What is expected: Go over the material below and report every line that contains the word "Metric".

————

//! Relations between two flow stations linked by their Mach numbers.
//!
//! A nonzero entropy change `ds` models irreversible loss between the two
//! stagnation states; `ds = 0` is the purely isentropic comparison.

use crate::error::{FlowError, FlowResult};
use crate::stagnation::ensure_entropy;
use gd_core::{ensure_non_negative, ensure_positive};
use gd_gas::GasProperties;

fn positive(v: f64, what: &'static str) -> FlowResult<f64> {
    ensure_positive(v, what).map_err(|_| FlowError::InvalidInput { what })
}

fn mach(v: f64) -> FlowResult<f64> {
    ensure_non_negative(v, "mach").map_err(|_| FlowError::InvalidInput {
        what: "Mach number must be non-negative",
    })
}

/// Mach number at station 2 from the two static pressures and `M1`.
///
/// Inverts the two-station stagnation-pressure relation. The pressure ratio
/// must be consistent with a real flow state at station 2; otherwise the
/// radicand goes negative and the call fails rather than producing NaN.
///
/// # Example
///
/// ```
/// use gd_gas::{Gas, GasProperties, UnitSystem};
///
/// let air = GasProperties::of(Gas::Air, UnitSystem::Metric);
/// let m2 = gd_isentropic::mach_from_pressure_ratio(air, 10.0, 2.0, 1.0, 0.0).unwrap();
/// assert!((m2 - 2.1220079294384067).abs() < 1e-9);
/// ```
pub fn mach_from_pressure_ratio(
    props: GasProperties,
    p1: f64,
    p2: f64,
    m1: f64,
    ds: f64,
) -> FlowResult<f64> {
    let p1 = positive(p1, "pressure at station 1 must be positive")?;
    let p2 = positive(p2, "pressure at station 2 must be positive")?;
    let m1 = mach(m1)?;
    let ds = ensure_entropy(ds)?;

    let gamma = props.gamma;
    let radicand = ((p1 / p2 * (ds / props.r).exp()).powf((gamma - 1.0) / gamma)
        * (1.0 + (gamma - 1.0) / 2.0 * m1 * m1)
        - 1.0)
        * 2.0
        / (gamma - 1.0);
    if radicand < 0.0 {
        return Err(FlowError::InvalidInput {
            what: "pressure ratio exceeds the stagnation limit at station 2",
        });
    }
    Ok(radicand.sqrt())
}

/// Mach number at station 2 from the two static temperatures and `M1`.
pub fn mach_from_temperature_ratio(
    props: GasProperties,
    t1: f64,
    t2: f64,
    m1: f64,
) -> FlowResult<f64> {
    let t1 = positive(t1, "temperature at station 1 must be positive")?;
    let t2 = positive(t2, "temperature at station 2 must be positive")?;
    let m1 = mach(m1)?;

    let gamma = props.gamma;
    let radicand =
        (t1 / t2 * (1.0 + (gamma - 1.0) / 2.0 * m1 * m1) - 1.0) * 2.0 / (gamma - 1.0);
    if radicand < 0.0 {
        return Err(FlowError::InvalidInput {
            what: "temperature ratio exceeds the stagnation limit at station 2",
        });
    }
    Ok(radicand.sqrt())
}

/// Static pressure at station 2 from both Mach numbers and `p1`.
pub fn pressure_from_mach_ratio(
    props: GasProperties,
    m1: f64,
    m2: f64,
    p1: f64,
    ds: f64,
) -> FlowResult<f64> {
    let m1 = mach(m1)?;
    let m2 = mach(m2)?;
    let p1 = positive(p1, "pressure at station 1 must be positive")?;
    let ds = ensure_entropy(ds)?;

    let gamma = props.gamma;
    let p2 = p1
        * ((1.0 + (gamma - 1.0) / 2.0 * m1 * m1) / (1.0 + (gamma - 1.0) / 2.0 * m2 * m2))
            .powf(gamma / (gamma - 1.0))
        * (-ds / props.r).exp();
    Ok(p2)
}

/// Static temperature at station 2 from both Mach numbers and `T1`.
pub fn temperature_from_mach_ratio(
    props: GasProperties,
    m1: f64,
    m2: f64,
    t1: f64,
) -> FlowResult<f64> {
    let m1 = mach(m1)?;
    let m2 = mach(m2)?;
    let t1 = positive(t1, "temperature at station 1 must be positive")?;

    let gamma = props.gamma;
    Ok(t1 * (1.0 + (gamma - 1.0) / 2.0 * m1 * m1) / (1.0 + (gamma - 1.0) / 2.0 * m2 * m2))
}

/// Specific entropy produced between two stagnation states,
/// `ds = -R ln(pt2/pt1)`.
///
/// Zero when the stagnation pressures are equal; positive when `pt2 < pt1`.
pub fn entropy_produced(props: GasProperties, pt1: f64, pt2: f64) -> FlowResult<f64> {
    let pt1 = positive(pt1, "stagnation pressure at station 1 must be positive")?;
    let pt2 = positive(pt2, "stagnation pressure at station 2 must be positive")?;
    Ok(-props.r * (pt2 / pt1).ln())
}

#[cfg(test)]
mod tests {
    use super::*;
    use gd_gas::{Gas, UnitSystem};

    fn air() -> GasProperties {
        GasProperties::of(Gas::Air, UnitSystem::Metric)
    }

    #[test]
    fn mach_from_pressure_ratio_textbook() {
        let m2 = mach_from_pressure_ratio(air(), 10.0, 2.0, 1.0, 0.0).unwrap();
        assert!((m2 - 2.1220079294384067).abs() < 1e-9);
    }

    #[test]
    fn mach_from_temperature_ratio_textbook() {
        let m2 = mach_from_temperature_ratio(air(), 300.0, 150.0, 1.0).unwrap();
        assert!((m2 - 2.6457513110645907).abs() < 1e-9);
    }

    #[test]
    fn pressure_from_mach_ratio_textbook() {
        let p2 = pressure_from_mach_ratio(air(), 1.0, 2.0, 10.0, 0.0).unwrap();
        assert!((p2 - 2.4192491286747444).abs() < 1e-9);
    }

    #[test]
    fn temperature_from_mach_ratio_textbook() {
        let t2 = temperature_from_mach_ratio(air(), 1.0, 2.0, 297.15).unwrap();
        assert!((t2 - 198.1).abs() < 1e-9);
    }

    #[test]
    fn forward_and_inverse_pressure_forms_agree() {
        let p2 = pressure_from_mach_ratio(air(), 0.5, 1.8, 40.0, 0.0).unwrap();
        let m2 = mach_from_pressure_ratio(air(), 40.0, p2, 0.5, 0.0).unwrap();
        assert!((m2 - 1.8).abs() < 1e-9);
    }

    #[test]
    fn entropy_produced_zero_for_equal_stagnation_pressures() {
        for pt in [0.5, 10.0, 1.0e6] {
            assert_eq!(entropy_produced(air(), pt, pt).unwrap(), 0.0);
        }
    }

    #[test]
    fn entropy_produced_textbook() {
        let ds = entropy_produced(air(), 10.0, 9.0).unwrap();
        assert!((ds - 30.238467993796142).abs() < 1e-9);
    }

    #[test]
    fn entropy_produced_matches_pressure_loss_factor() {
        // mach_from_pressure_ratio with the produced ds recovers the
        // isentropic answer despite the stagnation pressure drop.
        let ds = entropy_produced(air(), 10.0, 9.0).unwrap();
        let p2_lossy = pressure_from_mach_ratio(air(), 1.0, 2.0, 10.0, ds).unwrap();
        let p2_clean = pressure_from_mach_ratio(air(), 1.0, 2.0, 10.0, 0.0).unwrap();
        assert!((p2_lossy - p2_clean * 0.9).abs() < 1e-9);
    }

    #[test]
    fn impossible_ratios_are_rejected() {
        // Station 2 cannot be above the stagnation pressure of station 1.
        assert!(matches!(
            mach_from_pressure_ratio(air(), 10.0, 100.0, 0.0, 0.0),
            Err(FlowError::InvalidInput { .. })
        ));
        assert!(matches!(
            mach_from_temperature_ratio(air(), 300.0, 500.0, 0.0),
            Err(FlowError::InvalidInput { .. })
        ));
    }

    #[test]
    fn invalid_arguments_are_rejected() {
        assert!(mach_from_pressure_ratio(air(), -1.0, 2.0, 1.0, 0.0).is_err());
        assert!(pressure_from_mach_ratio(air(), 1.0, 2.0, 10.0, f64::NAN).is_err());
        assert!(temperature_from_mach_ratio(air(), -0.5, 2.0, 300.0).is_err());
        assert!(entropy_produced(air(), 0.0, 9.0).is_err());
    }
}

————

Task answer:
/// let air = GasProperties::of(Gas::Air, UnitSystem::Metric);
        GasProperties::of(Gas::Air, UnitSystem::Metric)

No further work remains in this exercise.